═══ Data section
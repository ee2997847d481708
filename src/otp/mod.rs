//! OTP crate: sub-modules.

pub mod codec;
pub mod core;
pub mod store;
pub mod types;

// Re-export top-level items for convenience.
pub use self::codec::{
    base32_decode, base32_encode, bin2hex, hex_decode, hex_decode_into, hex_decoded_len,
};
pub use self::core::{
    constant_time_eq, generate, hotp_validate, hotp_validate_str, totp_generate, totp_generate_at,
    totp_timestep, totp_validate, totp_validate_str, OtpComparator, DEFAULT_TIME_STEP,
};
pub use self::store::{authenticate, authenticate_at, TIMESTAMP_FORMAT};
pub use self::types::*;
══════
Exercise objective:
Word for word, restate the lines from the one holding "filename src/otp/mod.rs" to the last line of the records.

Response area:
filename src/otp/mod.rs
//! OTP crate: sub-modules.

pub mod codec;
pub mod core;
pub mod store;
pub mod types;

// Re-export top-level items for convenience.
pub use self::codec::{
    base32_decode, base32_encode, bin2hex, hex_decode, hex_decode_into, hex_decoded_len,
};
pub use self::core::{
    constant_time_eq, generate, hotp_validate, hotp_validate_str, totp_generate, totp_generate_at,
    totp_timestep, totp_validate, totp_validate_str, OtpComparator, DEFAULT_TIME_STEP,
};
pub use self::store::{authenticate, authenticate_at, TIMESTAMP_FORMAT};
pub use self::types::*;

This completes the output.